## Work item
Look below for the line containing "tokio::spawn(processor.run(self.shutdown.clone()));"; from there, print each line exactly up to and including the line containing "pub fn byte_len(width: u32, height: u32)", and stop.

[Stored data]
....
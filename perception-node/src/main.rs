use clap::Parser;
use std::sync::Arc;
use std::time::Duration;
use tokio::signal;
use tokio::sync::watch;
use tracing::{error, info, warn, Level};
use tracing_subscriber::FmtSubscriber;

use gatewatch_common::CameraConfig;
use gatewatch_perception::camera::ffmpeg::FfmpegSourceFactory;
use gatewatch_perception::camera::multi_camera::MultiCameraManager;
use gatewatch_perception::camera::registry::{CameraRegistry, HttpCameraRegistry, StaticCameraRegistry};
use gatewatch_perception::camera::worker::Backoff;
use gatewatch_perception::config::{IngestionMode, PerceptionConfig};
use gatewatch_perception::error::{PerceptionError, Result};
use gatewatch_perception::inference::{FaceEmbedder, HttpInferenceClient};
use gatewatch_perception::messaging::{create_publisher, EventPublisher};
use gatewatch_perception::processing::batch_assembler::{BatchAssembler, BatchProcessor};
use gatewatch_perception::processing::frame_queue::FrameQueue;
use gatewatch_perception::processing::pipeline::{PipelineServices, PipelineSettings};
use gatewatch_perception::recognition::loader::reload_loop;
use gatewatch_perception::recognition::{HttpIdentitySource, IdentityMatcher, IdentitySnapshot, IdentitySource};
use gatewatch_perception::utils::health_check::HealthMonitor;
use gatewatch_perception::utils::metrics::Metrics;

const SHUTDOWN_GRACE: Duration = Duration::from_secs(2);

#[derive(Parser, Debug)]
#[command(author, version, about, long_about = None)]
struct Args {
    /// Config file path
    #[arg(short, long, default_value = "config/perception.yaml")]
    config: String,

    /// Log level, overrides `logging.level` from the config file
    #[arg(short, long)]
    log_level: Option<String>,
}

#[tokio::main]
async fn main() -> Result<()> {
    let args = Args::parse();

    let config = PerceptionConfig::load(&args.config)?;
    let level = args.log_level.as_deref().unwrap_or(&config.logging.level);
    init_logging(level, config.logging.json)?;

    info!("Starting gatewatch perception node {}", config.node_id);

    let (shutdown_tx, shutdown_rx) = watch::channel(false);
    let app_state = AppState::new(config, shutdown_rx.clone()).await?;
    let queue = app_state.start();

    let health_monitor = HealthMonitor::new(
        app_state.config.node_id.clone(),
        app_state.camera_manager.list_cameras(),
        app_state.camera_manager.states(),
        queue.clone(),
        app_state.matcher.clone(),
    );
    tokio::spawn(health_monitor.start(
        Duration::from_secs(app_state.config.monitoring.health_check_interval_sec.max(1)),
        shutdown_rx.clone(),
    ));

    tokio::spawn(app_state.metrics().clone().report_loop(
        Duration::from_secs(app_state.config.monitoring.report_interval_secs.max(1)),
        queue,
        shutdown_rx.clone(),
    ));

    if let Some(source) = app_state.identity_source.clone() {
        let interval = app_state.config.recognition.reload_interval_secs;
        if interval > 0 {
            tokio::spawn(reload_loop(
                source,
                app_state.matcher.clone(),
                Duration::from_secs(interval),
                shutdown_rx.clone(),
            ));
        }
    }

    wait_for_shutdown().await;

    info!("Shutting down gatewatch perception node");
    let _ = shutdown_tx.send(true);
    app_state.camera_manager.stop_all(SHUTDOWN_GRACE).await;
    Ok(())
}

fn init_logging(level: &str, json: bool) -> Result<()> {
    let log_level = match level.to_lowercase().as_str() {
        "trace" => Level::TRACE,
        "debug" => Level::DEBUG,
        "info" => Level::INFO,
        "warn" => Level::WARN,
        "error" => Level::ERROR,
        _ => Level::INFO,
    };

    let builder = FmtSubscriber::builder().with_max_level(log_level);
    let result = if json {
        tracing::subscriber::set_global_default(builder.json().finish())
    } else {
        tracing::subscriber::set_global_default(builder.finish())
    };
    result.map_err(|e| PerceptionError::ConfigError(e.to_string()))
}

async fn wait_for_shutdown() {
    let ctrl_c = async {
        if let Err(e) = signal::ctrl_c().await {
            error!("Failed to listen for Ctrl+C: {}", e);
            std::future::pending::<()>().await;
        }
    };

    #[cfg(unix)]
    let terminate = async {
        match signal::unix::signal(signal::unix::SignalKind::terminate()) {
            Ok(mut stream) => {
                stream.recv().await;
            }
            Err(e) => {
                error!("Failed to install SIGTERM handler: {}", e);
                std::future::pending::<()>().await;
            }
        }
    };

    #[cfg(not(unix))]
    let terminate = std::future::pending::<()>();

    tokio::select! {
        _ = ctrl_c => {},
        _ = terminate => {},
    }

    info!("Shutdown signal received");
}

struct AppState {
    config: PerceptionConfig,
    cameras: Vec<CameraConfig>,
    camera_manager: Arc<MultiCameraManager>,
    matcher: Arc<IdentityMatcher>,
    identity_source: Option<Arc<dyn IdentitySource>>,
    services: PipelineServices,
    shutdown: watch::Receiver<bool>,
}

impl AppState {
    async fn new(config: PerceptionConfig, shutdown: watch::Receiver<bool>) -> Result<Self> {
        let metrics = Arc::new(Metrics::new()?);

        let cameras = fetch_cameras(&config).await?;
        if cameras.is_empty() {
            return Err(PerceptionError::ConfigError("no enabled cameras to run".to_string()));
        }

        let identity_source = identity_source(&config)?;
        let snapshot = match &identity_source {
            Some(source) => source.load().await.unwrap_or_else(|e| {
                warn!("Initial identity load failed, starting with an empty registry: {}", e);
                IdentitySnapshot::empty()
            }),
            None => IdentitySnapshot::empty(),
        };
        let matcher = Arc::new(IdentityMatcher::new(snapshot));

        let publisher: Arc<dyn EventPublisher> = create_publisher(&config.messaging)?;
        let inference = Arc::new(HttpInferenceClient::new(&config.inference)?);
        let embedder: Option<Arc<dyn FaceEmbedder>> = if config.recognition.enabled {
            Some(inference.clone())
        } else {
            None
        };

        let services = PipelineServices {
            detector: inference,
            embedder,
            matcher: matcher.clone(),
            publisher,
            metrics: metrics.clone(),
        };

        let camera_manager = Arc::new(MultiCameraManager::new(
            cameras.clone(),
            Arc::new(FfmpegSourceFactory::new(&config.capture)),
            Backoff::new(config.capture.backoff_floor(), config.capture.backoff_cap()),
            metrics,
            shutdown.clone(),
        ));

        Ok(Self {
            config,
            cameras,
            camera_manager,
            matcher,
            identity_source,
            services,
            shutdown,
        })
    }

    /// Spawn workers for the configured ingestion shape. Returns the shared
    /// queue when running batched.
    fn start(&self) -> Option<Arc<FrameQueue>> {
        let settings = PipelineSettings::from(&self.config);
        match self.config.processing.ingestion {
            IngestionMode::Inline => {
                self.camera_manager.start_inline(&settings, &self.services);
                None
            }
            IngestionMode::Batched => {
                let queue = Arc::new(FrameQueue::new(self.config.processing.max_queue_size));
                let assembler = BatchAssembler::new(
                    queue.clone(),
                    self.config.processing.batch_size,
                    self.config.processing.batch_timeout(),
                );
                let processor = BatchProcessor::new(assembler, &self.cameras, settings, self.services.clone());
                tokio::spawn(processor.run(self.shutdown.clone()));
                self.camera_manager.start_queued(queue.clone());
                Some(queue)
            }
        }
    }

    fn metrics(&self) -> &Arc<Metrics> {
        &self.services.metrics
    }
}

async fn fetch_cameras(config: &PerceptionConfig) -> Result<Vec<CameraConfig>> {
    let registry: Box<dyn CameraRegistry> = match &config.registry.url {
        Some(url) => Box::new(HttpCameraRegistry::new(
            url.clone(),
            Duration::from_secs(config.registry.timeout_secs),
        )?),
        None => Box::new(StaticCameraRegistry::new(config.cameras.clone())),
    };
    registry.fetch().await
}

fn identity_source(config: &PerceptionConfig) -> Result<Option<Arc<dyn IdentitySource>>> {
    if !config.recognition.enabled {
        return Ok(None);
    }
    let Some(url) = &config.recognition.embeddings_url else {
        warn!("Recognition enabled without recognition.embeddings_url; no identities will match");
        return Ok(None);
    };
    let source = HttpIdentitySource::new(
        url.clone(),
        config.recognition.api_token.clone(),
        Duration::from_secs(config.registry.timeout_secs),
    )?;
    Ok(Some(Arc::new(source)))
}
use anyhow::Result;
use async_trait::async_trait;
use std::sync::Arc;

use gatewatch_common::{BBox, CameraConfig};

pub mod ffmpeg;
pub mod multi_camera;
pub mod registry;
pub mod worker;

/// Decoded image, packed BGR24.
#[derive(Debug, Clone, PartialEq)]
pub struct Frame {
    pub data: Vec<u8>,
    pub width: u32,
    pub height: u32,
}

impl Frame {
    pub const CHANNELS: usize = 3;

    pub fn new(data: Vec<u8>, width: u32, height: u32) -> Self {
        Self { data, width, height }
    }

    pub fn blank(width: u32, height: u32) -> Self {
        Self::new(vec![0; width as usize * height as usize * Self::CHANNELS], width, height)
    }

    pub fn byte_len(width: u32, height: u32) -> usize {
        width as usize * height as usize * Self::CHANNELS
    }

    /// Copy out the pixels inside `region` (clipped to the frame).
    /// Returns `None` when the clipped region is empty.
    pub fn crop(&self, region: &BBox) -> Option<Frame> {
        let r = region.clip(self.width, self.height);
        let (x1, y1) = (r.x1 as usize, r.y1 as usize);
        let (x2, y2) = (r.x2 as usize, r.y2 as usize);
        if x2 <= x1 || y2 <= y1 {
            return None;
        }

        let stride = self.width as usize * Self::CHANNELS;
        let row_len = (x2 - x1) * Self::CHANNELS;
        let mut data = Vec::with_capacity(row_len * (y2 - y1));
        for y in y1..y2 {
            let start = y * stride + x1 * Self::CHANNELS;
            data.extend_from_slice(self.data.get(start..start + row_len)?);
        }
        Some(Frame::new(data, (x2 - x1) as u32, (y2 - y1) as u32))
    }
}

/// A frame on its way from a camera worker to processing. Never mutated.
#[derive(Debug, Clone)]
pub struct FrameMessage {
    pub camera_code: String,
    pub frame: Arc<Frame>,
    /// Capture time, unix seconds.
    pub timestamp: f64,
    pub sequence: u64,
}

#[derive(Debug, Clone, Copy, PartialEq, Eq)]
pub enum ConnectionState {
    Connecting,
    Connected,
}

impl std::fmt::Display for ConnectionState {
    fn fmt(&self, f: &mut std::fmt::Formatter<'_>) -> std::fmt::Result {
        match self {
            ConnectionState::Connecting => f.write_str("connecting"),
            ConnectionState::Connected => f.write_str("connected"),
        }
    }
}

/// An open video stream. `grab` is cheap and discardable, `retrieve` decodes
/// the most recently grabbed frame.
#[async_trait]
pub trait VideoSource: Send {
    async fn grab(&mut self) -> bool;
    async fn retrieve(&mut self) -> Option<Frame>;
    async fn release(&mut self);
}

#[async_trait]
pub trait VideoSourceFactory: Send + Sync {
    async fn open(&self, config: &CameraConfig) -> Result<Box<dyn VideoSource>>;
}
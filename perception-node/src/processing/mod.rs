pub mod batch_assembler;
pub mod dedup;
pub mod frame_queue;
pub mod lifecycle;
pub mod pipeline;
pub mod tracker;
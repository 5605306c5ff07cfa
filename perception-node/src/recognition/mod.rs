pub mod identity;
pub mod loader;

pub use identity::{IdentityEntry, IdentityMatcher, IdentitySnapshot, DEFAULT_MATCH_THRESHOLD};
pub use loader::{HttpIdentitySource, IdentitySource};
....
## Output
                tokio::spawn(processor.run(self.shutdown.clone()));
                self.camera_manager.start_queued(queue.clone());
                Some(queue)
            }
        }
    }

    fn metrics(&self) -> &Arc<Metrics> {
        &self.services.metrics
    }
}

async fn fetch_cameras(config: &PerceptionConfig) -> Result<Vec<CameraConfig>> {
    let registry: Box<dyn CameraRegistry> = match &config.registry.url {
        Some(url) => Box::new(HttpCameraRegistry::new(
            url.clone(),
            Duration::from_secs(config.registry.timeout_secs),
        )?),
        None => Box::new(StaticCameraRegistry::new(config.cameras.clone())),
    };
    registry.fetch().await
}

fn identity_source(config: &PerceptionConfig) -> Result<Option<Arc<dyn IdentitySource>>> {
    if !config.recognition.enabled {
        return Ok(None);
    }
    let Some(url) = &config.recognition.embeddings_url else {
        warn!("Recognition enabled without recognition.embeddings_url; no identities will match");
        return Ok(None);
    };
    let source = HttpIdentitySource::new(
        url.clone(),
        config.recognition.api_token.clone(),
        Duration::from_secs(config.registry.timeout_secs),
    )?;
    Ok(Some(Arc::new(source)))
}
use anyhow::Result;
use async_trait::async_trait;
use std::sync::Arc;

use gatewatch_common::{BBox, CameraConfig};

pub mod ffmpeg;
pub mod multi_camera;
pub mod registry;
pub mod worker;

/// Decoded image, packed BGR24.
#[derive(Debug, Clone, PartialEq)]
pub struct Frame {
    pub data: Vec<u8>,
    pub width: u32,
    pub height: u32,
}

impl Frame {
    pub const CHANNELS: usize = 3;

    pub fn new(data: Vec<u8>, width: u32, height: u32) -> Self {
        Self { data, width, height }
    }

    pub fn blank(width: u32, height: u32) -> Self {
        Self::new(vec![0; width as usize * height as usize * Self::CHANNELS], width, height)
    }

    pub fn byte_len(width: u32, height: u32) -> usize {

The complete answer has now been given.